No Whistleblower Protection for Board Members
Board members who report misconduct face removal and litigation with no statutory protection. NY Labor Law §740 protects employees but board members are unpaid volunteers.
Mandatory Arbitration Hidden in Bylaws
Some bylaws contain mandatory pre-dispute arbitration clauses that strip unit owners of their right to sue. Buyers don't see the clause until after closing.
Condo-to-Board Transition Gaps
Sponsors hand off governance to resident boards with incomplete punch lists, undisclosed defects, and depleted reserves. No standardized transition audit or checklist is required.
Transfer Agent Fees Unregulated
Co-op transfer agents charge $1,000–$3,000+ at closing for processing share transfers. Fees are set by the agent with no statutory cap, no competitive market, and no disclosure to buyers before contract.
Alteration Agreement Indemnification
Owners renovating their units must sign one-sided indemnification agreements drafted by the board's attorney. You indemnify the building for everything, including the board's own negligence. Non-negotiable.
No Public Complaint Registry for Managing Agents
Complaints against managing agents are scattered across court filings, AG correspondence, and 311 (under unrelated categories). No central registry aggregates or publishes complaint history by firm.
Board Self-Dealing on Unit Purchases
Board members purchase units from the building (storage, staff apartments) at below-market prices using insider knowledge. No recusal requirement. No independent appraisal mandate. No disclosure to owners.
Special Assessments Without Owner Vote
Boards impose special assessments of $10,000–$80,000+ per unit with no owner vote, no competitive bidding on the underlying project, and no independent cost review. Bylaws typically grant unlimited assessment authority.
No Building Performance Scorecard
There is no public metric that aggregates a building's HPD violations, DOB complaints, elevator status, facade condition, financial health, and litigation history into a single accessible profile for buyers.
Amenity Fees Imposed Without Disclosure
Gym fees, roof deck access charges, storage unit rentals, and parking fees are set by the board with no disclosure to buyers. Revenue flows to the operating budget — or to the managing agent as a "facility fee."
Quality of Life
Move-In/Move-Out Fees Without Cap
Many buildings impose $500–$2,500+ fees not tied to documented costs. Disproportionately burdens new residents.
Pet Deposits Without Standard
Pet deposits, fees, and restrictions of $500–$5,000+ with no statutory cap. Often a backdoor revenue tool. Retroactive pet bans force owners out.
Laundry Room Revenue Not Disclosed
Building laundry rooms generate $20,000–$100,000+/year in revenue. Contracts are between the managing agent and the vendor. Revenue sharing terms are not disclosed to owners. Some agents keep the revenue.

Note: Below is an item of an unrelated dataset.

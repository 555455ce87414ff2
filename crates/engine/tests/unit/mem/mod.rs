//! Memory-side component tests.

pub mod cache;
pub mod nvm;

Package Room Liability Shifted to Owners
Buildings accept packages but disclaim all liability for loss or theft. Owners sign waivers. Managing agents refuse to insure the service. The convenience is real; the accountability is zero.
Key/Fob Replacement Fees Inflated
Lost key fob replacement: $50–$250. Actual fob cost: $5–$15. The markup is pure revenue. Some buildings charge $500+ for a parking garage remote. No cap. No cost basis required.

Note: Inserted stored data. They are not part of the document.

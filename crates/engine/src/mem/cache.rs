//! Set-associative metadata cache.
//!
//! The cache absorbs 8-byte metadata partials at line granularity: each
//! 64-byte line holds 8 partials. Eviction is strict recency-based (the way
//! with the smallest `last_access` loses, lowest way index on ties). A dirty
//! eviction exports the whole line: per-partial dirtiness is not tracked, so
//! every slot of a dirty line is treated as potentially modified and handed
//! to the coalescing buffer by the engine.

use crate::common::addr::{PARTIALS_PER_BLOCK, Tick, partial_index};
use crate::config::CacheConfig;

/// Cache line entry: tag, validity, dirtiness, and 8 partial slots.
#[derive(Clone)]
pub struct CacheLine {
    /// Whether this way holds a line.
    pub valid: bool,
    /// Block tag within the set.
    pub tag: u64,
    /// The 8 partial slots of the line.
    pub data: [u64; PARTIALS_PER_BLOCK],
    /// Tick of the most recent access (for victim selection).
    pub last_access: Tick,
    /// Whether the line has been written since install.
    pub dirty: bool,
}

impl Default for CacheLine {
    fn default() -> Self {
        Self {
            valid: false,
            tag: 0,
            data: [0; PARTIALS_PER_BLOCK],
            last_access: 0,
            dirty: false,
        }
    }
}

/// One set of `num_ways` lines.
#[derive(Clone)]
struct CacheSet {
    ways: Vec<CacheLine>,
}

impl CacheSet {
    fn new(num_ways: usize) -> Self {
        Self {
            ways: vec![CacheLine::default(); num_ways],
        }
    }
}

/// A dirty line leaving the cache.
///
/// Carries all 8 partials; the engine forwards each to the coalescing buffer.
#[derive(Clone, Copy, Debug)]
pub struct EvictedLine {
    /// Block-aligned base address of the evicted line.
    pub base_addr: u64,
    /// The line's 8 partial slots.
    pub partials: [u64; PARTIALS_PER_BLOCK],
}

/// Set-associative cache over 8-byte metadata entries.
///
/// Geometry: `set = (addr / block_size) mod num_sets`,
/// `tag = addr / (block_size × num_sets)`,
/// `offset = (addr mod block_size) / 8`.
pub struct MetadataCache {
    num_sets: usize,
    num_ways: usize,
    block_size: u64,
    access_latency: Tick,
    sets: Vec<CacheSet>,
}

impl MetadataCache {
    /// Creates a cache from the given configuration.
    ///
    /// The configuration is assumed validated (`Config::validate`).
    pub fn new(config: &CacheConfig) -> Self {
        let mut sets = Vec::with_capacity(config.num_sets);
        for _ in 0..config.num_sets {
            sets.push(CacheSet::new(config.num_ways));
        }
        Self {
            num_sets: config.num_sets,
            num_ways: config.num_ways,
            block_size: config.block_size,
            access_latency: config.access_latency,
            sets,
        }
    }

    /// Ticks per cache access.
    pub fn access_latency(&self) -> Tick {
        self.access_latency
    }

    fn set_index(&self, addr: u64) -> usize {
        ((addr / self.block_size) % self.num_sets as u64) as usize
    }

    fn tag_of(&self, addr: u64) -> u64 {
        addr / (self.block_size * self.num_sets as u64)
    }

    /// Reconstructs the block base address of a (set, tag) pair.
    fn base_of(&self, set_idx: usize, tag: u64) -> u64 {
        (tag * self.num_sets as u64 + set_idx as u64) * self.block_size
    }

    /// Looks up the partial at `addr`.
    ///
    /// On a tag match in a valid way the line's recency is refreshed and the
    /// 8-byte value returned. A miss returns `None`; the caller decides
    /// whether to fill.
    pub fn lookup(&mut self, addr: u64, now: Tick) -> Option<u64> {
        let set_idx = self.set_index(addr);
        let tag = self.tag_of(addr);
        let offset = partial_index(addr, self.block_size);

        for line in &mut self.sets[set_idx].ways {
            if line.valid && line.tag == tag {
                line.last_access = now;
                return Some(line.data[offset]);
            }
        }
        None
    }

    /// Writes the partial at `addr`, installing a line if necessary.
    ///
    /// Order of preference: update an existing line with a matching tag,
    /// install into the first invalid way, otherwise evict the recency
    /// victim. Installed lines are valid and dirty. Returns the evicted
    /// dirty line, if any.
    pub fn insert(&mut self, addr: u64, data: u64, now: Tick) -> Option<EvictedLine> {
        let set_idx = self.set_index(addr);
        let tag = self.tag_of(addr);
        let offset = partial_index(addr, self.block_size);

        for line in &mut self.sets[set_idx].ways {
            if line.valid && line.tag == tag {
                line.data[offset] = data;
                line.dirty = true;
                line.last_access = now;
                return None;
            }
        }

        for way in 0..self.num_ways {
            if !self.sets[set_idx].ways[way].valid {
                self.install(set_idx, way, tag, now, true, {
                    let mut block = [0; PARTIALS_PER_BLOCK];
                    block[offset] = data;
                    block
                });
                return None;
            }
        }

        let victim = self.find_victim(set_idx);
        let evicted = self.evict(set_idx, victim);
        self.install(set_idx, victim, tag, now, true, {
            let mut block = [0; PARTIALS_PER_BLOCK];
            block[offset] = data;
            block
        });
        evicted
    }

    /// Installs a whole clean block, as read back from NVM on a miss.
    ///
    /// Returns the evicted dirty line, if any.
    pub fn fill(
        &mut self,
        addr: u64,
        block: [u64; PARTIALS_PER_BLOCK],
        now: Tick,
    ) -> Option<EvictedLine> {
        let set_idx = self.set_index(addr);
        let tag = self.tag_of(addr);

        for way in 0..self.num_ways {
            if !self.sets[set_idx].ways[way].valid {
                self.install(set_idx, way, tag, now, false, block);
                return None;
            }
        }

        let victim = self.find_victim(set_idx);
        let evicted = self.evict(set_idx, victim);
        self.install(set_idx, victim, tag, now, false, block);
        evicted
    }

    /// Returns true if the block containing `addr` is resident.
    pub fn contains(&self, addr: u64) -> bool {
        let set_idx = self.set_index(addr);
        let tag = self.tag_of(addr);
        self.sets[set_idx]
            .ways
            .iter()
            .any(|line| line.valid && line.tag == tag)
    }

    fn install(
        &mut self,
        set_idx: usize,
        way: usize,
        tag: u64,
        now: Tick,
        dirty: bool,
        block: [u64; PARTIALS_PER_BLOCK],
    ) {
        let line = &mut self.sets[set_idx].ways[way];
        line.valid = true;
        line.tag = tag;
        line.data = block;
        line.dirty = dirty;
        line.last_access = now;
    }

    /// Strict LRU: smallest `last_access` wins, lowest way index on ties.
    fn find_victim(&self, set_idx: usize) -> usize {
        let mut victim = 0;
        let mut oldest = Tick::MAX;
        for (way, line) in self.sets[set_idx].ways.iter().enumerate() {
            if line.last_access < oldest {
                oldest = line.last_access;
                victim = way;
            }
        }
        victim
    }

    /// Invalidates the given way, returning its contents if it was dirty.
    fn evict(&mut self, set_idx: usize, way: usize) -> Option<EvictedLine> {
        let (tag, partials, dirty) = {
            let line = &mut self.sets[set_idx].ways[way];
            if !line.valid {
                return None;
            }
            let snapshot = (line.tag, line.data, line.dirty);
            line.valid = false;
            line.dirty = false;
            snapshot
        };

        if !dirty {
            return None;
        }
        Some(EvictedLine {
            base_addr: self.base_of(set_idx, tag),
            partials,
        })
    }
}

Guest/Visitor Policies Used as Control
Some boards restrict overnight guests, require guest registration, or limit visitor frequency. These policies are enforced selectively — often targeting owners the board considers troublesome.
Annoyances
Common Area Decoration Disputes
Hallway art, lobby furniture, holiday decorations — decided by the board with no owner input and funded by common charges. Trivial individually. Symbolic of the broader governance deficit.
Noise Complaints Handled Inconsistently
Some owners get warnings for walking on hardwood floors. Others run commercial-grade HVAC with no consequence. Enforcement depends on who you are, not what you did.
81 issues. Zero oversight.
One city.
Every issue above has a fix. Most have been implemented in other states. The only thing missing in New York is the political will to act — and the public pressure to create it.